Casos mais resistentes: uso de terapias avançadas, conhecidas como drogas-alvo.
"O objetivo do tratamento é reduzir a inflamação e evitar danos aos órgãos. Felizmente, hoje temos mais opções de medicamentos do que no passado, o que melhora o prognóstico dos pacientes", explica Celso Arrais.
Se não for bem tratada, a DECH pode causar sequelas, como:
Infecções recorrentes, já que o sistema imunológico fica mais fraco.
Fibrose pulmonar, que pode dificultar a respiração.

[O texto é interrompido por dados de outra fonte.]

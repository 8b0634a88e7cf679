//! In-memory ledger
//!
//! Serves [`LedgerQuery`] from a validated [`LedgerSnapshot`]. Mutations go
//! through the same invariants the snapshot enforces on load.

use chrono::NaiveDate;
use std::collections::HashMap;
use std::path::Path;
use tracing::trace;

use super::snapshot::{LedgerSnapshot, UserLedger};
use super::LedgerQuery;
use crate::error::{InsightsError, InsightsResult};
use crate::models::{
    Budget, Category, CategoryId, PeriodRange, Transaction, TransactionKind, UserId,
};

/// Ledger held entirely in memory
#[derive(Debug, Clone, Default)]
pub struct InMemoryLedger {
    snapshot: LedgerSnapshot,
    kinds: HashMap<CategoryId, TransactionKind>,
}

impl InMemoryLedger {
    /// An empty ledger
    pub fn new() -> Self {
        Self::default()
    }

    /// Wrap a snapshot after validating it
    pub fn from_snapshot(snapshot: LedgerSnapshot) -> InsightsResult<Self> {
        snapshot.validate()?;
        let kinds = snapshot.categories.iter().map(|c| (c.id, c.kind)).collect();
        Ok(Self { snapshot, kinds })
    }

    /// Load a snapshot file
    pub fn load<P: AsRef<Path>>(path: P) -> InsightsResult<Self> {
        Self::from_snapshot(LedgerSnapshot::load(path)?)
    }

    /// The underlying snapshot
    pub fn snapshot(&self) -> &LedgerSnapshot {
        &self.snapshot
    }

    /// Whether the user has any rows
    pub fn has_user(&self, user: &UserId) -> bool {
        self.snapshot.users.contains_key(user)
    }

    /// Fail with a not-found error for users without any rows
    pub fn require_user(&self, user: &UserId) -> InsightsResult<()> {
        if self.has_user(user) {
            Ok(())
        } else {
            Err(InsightsError::user_not_found(user.as_str()))
        }
    }

    /// Register a reference category
    pub fn add_category(&mut self, category: Category) -> InsightsResult<CategoryId> {
        category
            .validate()
            .map_err(|e| InsightsError::Validation(e.to_string()))?;
        if self.kinds.contains_key(&category.id) {
            return Err(InsightsError::Validation(format!(
                "Duplicate category id {}",
                category.id
            )));
        }

        let id = category.id;
        self.kinds.insert(id, category.kind);
        self.snapshot.categories.push(category);
        Ok(id)
    }

    /// Record a transaction for a user
    pub fn add_transaction(&mut self, user: &UserId, txn: Transaction) -> InsightsResult<()> {
        txn.validate()
            .map_err(|e| InsightsError::Validation(e.to_string()))?;
        let expected = self.kind_of(txn.category_id)?;
        if expected != txn.kind {
            return Err(InsightsError::KindMismatch {
                entity_type: "Transaction",
                category: self.category_name(txn.category_id),
                expected,
                found: txn.kind,
            });
        }

        self.user_mut(user).transactions.push(txn);
        Ok(())
    }

    /// Set a user's budget, replacing any budget for the same category and period
    pub fn set_budget(&mut self, user: &UserId, budget: Budget) -> InsightsResult<()> {
        budget
            .validate()
            .map_err(|e| InsightsError::Validation(e.to_string()))?;
        self.kind_of(budget.category_id)?;

        let budgets = &mut self.user_mut(user).budgets;
        match budgets
            .iter_mut()
            .find(|b| b.category_id == budget.category_id && b.period == budget.period)
        {
            Some(existing) => existing.amount = budget.amount,
            None => budgets.push(budget),
        }
        Ok(())
    }

    fn kind_of(&self, id: CategoryId) -> InsightsResult<TransactionKind> {
        self.kinds
            .get(&id)
            .copied()
            .ok_or_else(|| InsightsError::category_not_found(id.to_string()))
    }

    fn category_name(&self, id: CategoryId) -> String {
        self.snapshot
            .categories
            .iter()
            .find(|c| c.id == id)
            .map(|c| c.name.clone())
            .unwrap_or_else(|| id.to_string())
    }

    fn user_mut(&mut self, user: &UserId) -> &mut UserLedger {
        self.snapshot.users.entry(user.clone()).or_default()
    }

    fn user_rows(&self, user: &UserId) -> Option<&UserLedger> {
        self.snapshot.users.get(user)
    }

    fn is_kind(&self, id: CategoryId, kind: TransactionKind) -> bool {
        self.kinds.get(&id) == Some(&kind)
    }
}

impl LedgerQuery for InMemoryLedger {
    fn categories(&self, kind: TransactionKind) -> InsightsResult<Vec<Category>> {
        Ok(self
            .snapshot
            .categories
            .iter()
            .filter(|c| c.kind == kind)
            .cloned()
            .collect())
    }

    fn transactions(
        &self,
        user: &UserId,
        kind: TransactionKind,
        range: PeriodRange,
    ) -> InsightsResult<Vec<Transaction>> {
        let rows: Vec<Transaction> = self
            .user_rows(user)
            .map(|ledger| {
                ledger
                    .transactions
                    .iter()
                    .filter(|t| t.kind == kind && range.contains_date(t.date))
                    .cloned()
                    .collect()
            })
            .unwrap_or_default();

        trace!(%user, %kind, %range, rows = rows.len(), "fetched transactions");
        Ok(rows)
    }

    fn all_transactions(
        &self,
        user: &UserId,
        kind: TransactionKind,
    ) -> InsightsResult<Vec<Transaction>> {
        Ok(self
            .user_rows(user)
            .map(|ledger| {
                ledger
                    .transactions
                    .iter()
                    .filter(|t| t.kind == kind)
                    .cloned()
                    .collect()
            })
            .unwrap_or_default())
    }

    fn budgets(
        &self,
        user: &UserId,
        kind: TransactionKind,
        range: PeriodRange,
    ) -> InsightsResult<Vec<Budget>> {
        let rows: Vec<Budget> = self
            .user_rows(user)
            .map(|ledger| {
                ledger
                    .budgets
                    .iter()
                    .filter(|b| range.contains(b.period) && self.is_kind(b.category_id, kind))
                    .cloned()
                    .collect()
            })
            .unwrap_or_default();

        trace!(%user, %kind, %range, rows = rows.len(), "fetched budgets");
        Ok(rows)
    }

    fn activity_dates(&self, user: &UserId, kind: TransactionKind) -> InsightsResult<Vec<NaiveDate>> {
        Ok(self
            .user_rows(user)
            .map(|ledger| {
                ledger
                    .transactions
                    .iter()
                    .filter(|t| t.kind == kind)
                    .map(|t| t.date)
                    .collect()
            })
            .unwrap_or_default())
    }
}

Alterações na pele e articulações, podendo afetar a mobilidade.
Muitos pacientes conseguem se livrar da doença com tratamento adequado e precoce. Com o tempo, a maioria pode suspender os imunossupressores e levar uma vida normal.
No entanto, algumas pessoas podem ficar com sequelas permanentes, como manchas na pele, unhas alteradas e olhos secos que exigem lubrificação constante. Pacientes com a forma crônica mais grave podem precisar de acompanhamento contínuo.
"O mais importante é o diagnóstico precoce e o tratamento correto. Com os cuidados adequados, muitos pacientes conseguem viver bem, sem grandes limitações", finaliza Celso Arrais.